Congenital cytomegalovirus


Despite the promise of future treatments and vaccines for CMV infection, there is still a need for clinicians to educate patients about congenital CMV so that they will be better equipped to make decisions on diagnosis, treatment and prevention.

Key Points

Cytomegalovirus (CMV) is the most common source of congenital infection in newborns and is a leading cause of hearing loss and intellectual disability in the United States.1 As a result of its substantial disease burden, congenital CMV is associated with an estimated $1 billion to $2 billion in direct economic costs each year.2 However, there has been limited progress in developing interventions to prevent or treat CMV infection. Researchers across disciplines are striving to better understand the epidemiology of congenital CMV, improve diagnostic tools, develop new treatments, and explore interventions for preventing infection and improving outcomes for infected infants.

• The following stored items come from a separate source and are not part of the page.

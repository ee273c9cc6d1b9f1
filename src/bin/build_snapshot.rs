use anyhow::{Context, Result};
use chrono::NaiveDate;
use clap::Parser;
use std::fs::File;
use std::path::PathBuf;
use std::sync::Arc;
use stockbot::application::ml::sequence_windower::SequenceWindower;
use stockbot::application::ml::snapshot_builder::SnapshotBuilder;
use stockbot::config::Config;
use stockbot::domain::market::earnings::EarningsEvents;
use stockbot::domain::market::series::RawSeries;
use stockbot::domain::ml::normalizer::ScalerParams;
use stockbot::domain::ml::snapshot::Snapshot;
use stockbot::domain::ports::{EarningsCalendar, MarketDataService};
use stockbot::infrastructure::earnings_calendar::JsonEarningsCalendar;
use stockbot::infrastructure::mock::{MockMarketDataService, synthetic_bars};
use stockbot::infrastructure::AlpacaDailyBarService;
use stockbot::infrastructure::persistence::{ScalerStore, SnapshotStore};
use tracing::{error, info, warn};

#[derive(Parser, Debug)]
#[command(
    author,
    version,
    about = "Build the offline feature snapshot and scaler parameters",
    long_about = None
)]
struct Cli {
    /// Symbol to build (overrides STOCK_SYMBOL)
    #[arg(short, long)]
    symbol: Option<String>,

    /// History start date, YYYY-MM-DD (overrides START_DATE)
    #[arg(long)]
    start: Option<NaiveDate>,

    /// Last date of the history, YYYY-MM-DD (overrides END_DATE)
    #[arg(long)]
    end: Option<NaiveDate>,

    /// Write the scaled training matrix of the configured columns to this CSV
    #[arg(long)]
    csv: Option<PathBuf>,

    /// Use a seeded synthetic price walk instead of the Alpaca API
    #[arg(long)]
    synthetic: bool,

    /// Seed of the synthetic price walk
    #[arg(long, default_value_t = 42)]
    seed: u64,
}

#[tokio::main]
async fn main() {
    dotenvy::dotenv().ok();

    let subscriber = tracing_subscriber::FmtSubscriber::builder()
        .with_env_filter(
            tracing_subscriber::EnvFilter::try_from_default_env()
                .unwrap_or_else(|_| tracing_subscriber::EnvFilter::new("info")),
        )
        .finish();
    tracing::subscriber::set_global_default(subscriber).ok();

    if let Err(e) = run(Cli::parse()).await {
        error!("build_snapshot failed: {:#}", e);
        std::process::exit(1);
    }
}

async fn run(cli: Cli) -> Result<()> {
    let mut config = Config::from_env()?;
    if let Some(symbol) = cli.symbol {
        config.feature.stock_symbol = symbol;
    }
    if let Some(start) = cli.start {
        config.feature.start_date = start;
    }
    if let Some(end) = cli.end {
        config.feature.end_date = end;
    }
    let model = config.model_config()?;
    let symbol = model.stock_symbol().to_string();

    let market: Arc<dyn MarketDataService> = if cli.synthetic {
        let days = (model.end_date() - model.start_date()).num_days().max(0) as usize + 1;
        let bars = synthetic_bars(&symbol, model.start_date(), days, cli.seed)
            .into_iter()
            .filter(|c| c.date <= model.end_date())
            .collect();
        Arc::new(MockMarketDataService::new(bars))
    } else {
        if !config.alpaca.has_credentials() {
            warn!("ALPACA_API_KEY / ALPACA_SECRET_KEY not set, requests will likely be rejected");
        }
        Arc::new(AlpacaDailyBarService::new(&config.alpaca, &config.http))
    };

    info!(
        "Fetching daily bars for {} from {} to {}",
        symbol,
        model.start_date(),
        model.end_date()
    );
    let candles = market
        .get_daily_bars(&symbol, model.start_date(), model.end_date())
        .await
        .with_context(|| format!("Failed to fetch daily bars for {}", symbol))?;
    let series = RawSeries::new(symbol.clone(), candles)?;

    let calendar = JsonEarningsCalendar::new(config.data_dir.clone());
    let earnings = if calendar.path_for(&symbol).exists() {
        calendar.earnings_history(&symbol).await?
    } else {
        warn!(
            "No earnings file at {:?}, earnings column will be zero",
            calendar.path_for(&symbol)
        );
        EarningsEvents::empty()
    };

    let builder = SnapshotBuilder::new();
    let matrix = builder.derive(&series, Arc::new(earnings))?;
    let snapshot = Snapshot::from_matrix(symbol.clone(), &matrix)?;
    SnapshotStore::for_symbol(&config.data_dir, &symbol).save(&snapshot)?;

    let selected = matrix.select(model.columns())?;
    let scaler = ScalerParams::fit(&selected, config.feature.degenerate_policy)?;
    for key in model.columns() {
        if scaler.is_passthrough(key.name()) {
            warn!("Column '{}' has zero range and is left unscaled", key);
        }
    }
    ScalerStore::for_symbol(&config.data_dir, &symbol).save(&scaler)?;

    let scaled = scaler.scale_matrix(&selected)?;
    match SequenceWindower::new(model.num_days()).sequences(&scaled) {
        Ok(sequences) => info!(
            "{} training sequences of {} days available",
            sequences.len(),
            model.num_days()
        ),
        Err(e) => warn!("No training sequences: {}", e),
    }

    if let Some(path) = cli.csv {
        let file =
            File::create(&path).with_context(|| format!("Failed to create CSV file {:?}", path))?;
        scaled.write_csv(file)?;
        info!("Wrote {} rows to {:?}", scaled.nrows(), path);
    }

    Ok(())
}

CMV is a member of the herpesvirus family, which includes other well-known viruses such as the herpes simplex viruses (HSV), varicella-zoster virus, and Epstein-Barr virus. As a group, these DNA viruses are protein enveloped and share characteristics of latency and reactivation.3 It is not uncommon for re-infection with another CMV strain to occur in a previously infected host. As with most enveloped viruses, CMV is susceptible to inactivation by soap, heat, disinfectant, and dehydration.3

CMV can be transmitted between adults or adolescents through sex or kissing, from child to child or from child to adult through direct contact with bodily fluids such as urine or saliva, and through vertical transmission from mother to child in utero (causing congenital CMV), during birth, or through breast feeding.1 CMV transmission through blood transfusion or organ transplantation from infected donors can also occur.

Individuals with normal immune systems usually do not experience symptoms from a primary CMV infection.1 When symptoms do occur, they tend to be mild and flu-like. CMV infection can cause more severe symptoms, however, in fetuses, in HIV-infected individuals, and in organ transplant recipients who are on immunosuppressive therapies.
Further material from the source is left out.